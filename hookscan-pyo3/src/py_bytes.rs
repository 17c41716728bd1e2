//! A byte slice that may already live on either side of the language
//! boundary, converted to the other side only when something actually asks
//! for it.

use std::hash::{Hash, Hasher};

use pyo3::{types::PyBytes, Python};

#[derive(Clone, Copy, Debug)]
pub enum PyLazyBytes<'a, 'py> {
    Borrowed(&'a [u8]),
    Python(&'py PyBytes),
}

impl<'a, 'py> PyLazyBytes<'a, 'py> {
    #[inline]
    pub fn new(bytes: &'a [u8]) -> Self {
        PyLazyBytes::Borrowed(bytes)
    }

    #[inline]
    pub fn as_bytes(&self) -> &[u8] {
        match *self {
            PyLazyBytes::Borrowed(bytes) => bytes,
            PyLazyBytes::Python(bytes) => bytes.as_bytes(),
        }
    }

    #[inline]
    pub fn to_python(&self, py: Python<'py>) -> &'py PyBytes {
        match *self {
            PyLazyBytes::Borrowed(bytes) => PyBytes::new(py, bytes),
            PyLazyBytes::Python(bytes) => bytes,
        }
    }
}

impl<'a> From<&'a [u8]> for PyLazyBytes<'a, 'static> {
    #[inline]
    fn from(bytes: &'a [u8]) -> Self {
        PyLazyBytes::Borrowed(bytes)
    }
}

impl<'py> From<&'py PyBytes> for PyLazyBytes<'static, 'py> {
    #[inline]
    fn from(bytes: &'py PyBytes) -> Self {
        PyLazyBytes::Python(bytes)
    }
}

impl PartialEq for PyLazyBytes<'_, '_> {
    #[inline]
    fn eq(&self, other: &Self) -> bool {
        self.as_bytes() == other.as_bytes()
    }
}

impl Eq for PyLazyBytes<'_, '_> {}

impl PartialEq<[u8]> for PyLazyBytes<'_, '_> {
    #[inline]
    fn eq(&self, other: &[u8]) -> bool {
        self.as_bytes() == other
    }
}

impl PartialEq<PyLazyBytes<'_, '_>> for [u8] {
    #[inline]
    fn eq(&self, other: &PyLazyBytes<'_, '_>) -> bool {
        self == other.as_bytes()
    }
}

impl Hash for PyLazyBytes<'_, '_> {
    #[inline]
    fn hash<H: Hasher>(&self, state: &mut H) {
        self.as_bytes().hash(state)
    }
}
__________________________________________________
Problem to work on: Every entry above must appear again in the reply, exactly as it stands.

Solution to the problem:
filename hookscan-pyo3/src/py_bytes.rs
repository 17c41716728bd1e2
//! A byte slice that may already live on either side of the language
//! boundary, converted to the other side only when something actually asks
//! for it.

use std::hash::{Hash, Hasher};

use pyo3::{types::PyBytes, Python};

#[derive(Clone, Copy, Debug)]
pub enum PyLazyBytes<'a, 'py> {
    Borrowed(&'a [u8]),
    Python(&'py PyBytes),
}

impl<'a, 'py> PyLazyBytes<'a, 'py> {
    #[inline]
    pub fn new(bytes: &'a [u8]) -> Self {
        PyLazyBytes::Borrowed(bytes)
    }

    #[inline]
    pub fn as_bytes(&self) -> &[u8] {
        match *self {
            PyLazyBytes::Borrowed(bytes) => bytes,
            PyLazyBytes::Python(bytes) => bytes.as_bytes(),
        }
    }

    #[inline]
    pub fn to_python(&self, py: Python<'py>) -> &'py PyBytes {
        match *self {
            PyLazyBytes::Borrowed(bytes) => PyBytes::new(py, bytes),
            PyLazyBytes::Python(bytes) => bytes,
        }
    }
}

impl<'a> From<&'a [u8]> for PyLazyBytes<'a, 'static> {
    #[inline]
    fn from(bytes: &'a [u8]) -> Self {
        PyLazyBytes::Borrowed(bytes)
    }
}

impl<'py> From<&'py PyBytes> for PyLazyBytes<'static, 'py> {
    #[inline]
    fn from(bytes: &'py PyBytes) -> Self {
        PyLazyBytes::Python(bytes)
    }
}

impl PartialEq for PyLazyBytes<'_, '_> {
    #[inline]
    fn eq(&self, other: &Self) -> bool {
        self.as_bytes() == other.as_bytes()
    }
}

impl Eq for PyLazyBytes<'_, '_> {}

impl PartialEq<[u8]> for PyLazyBytes<'_, '_> {
    #[inline]
    fn eq(&self, other: &[u8]) -> bool {
        self.as_bytes() == other
    }
}

impl PartialEq<PyLazyBytes<'_, '_>> for [u8] {
    #[inline]
    fn eq(&self, other: &PyLazyBytes<'_, '_>) -> bool {
        self == other.as_bytes()
    }
}

impl Hash for PyLazyBytes<'_, '_> {
    #[inline]
    fn hash<H: Hasher>(&self, state: &mut H) {
        self.as_bytes().hash(state)
    }
}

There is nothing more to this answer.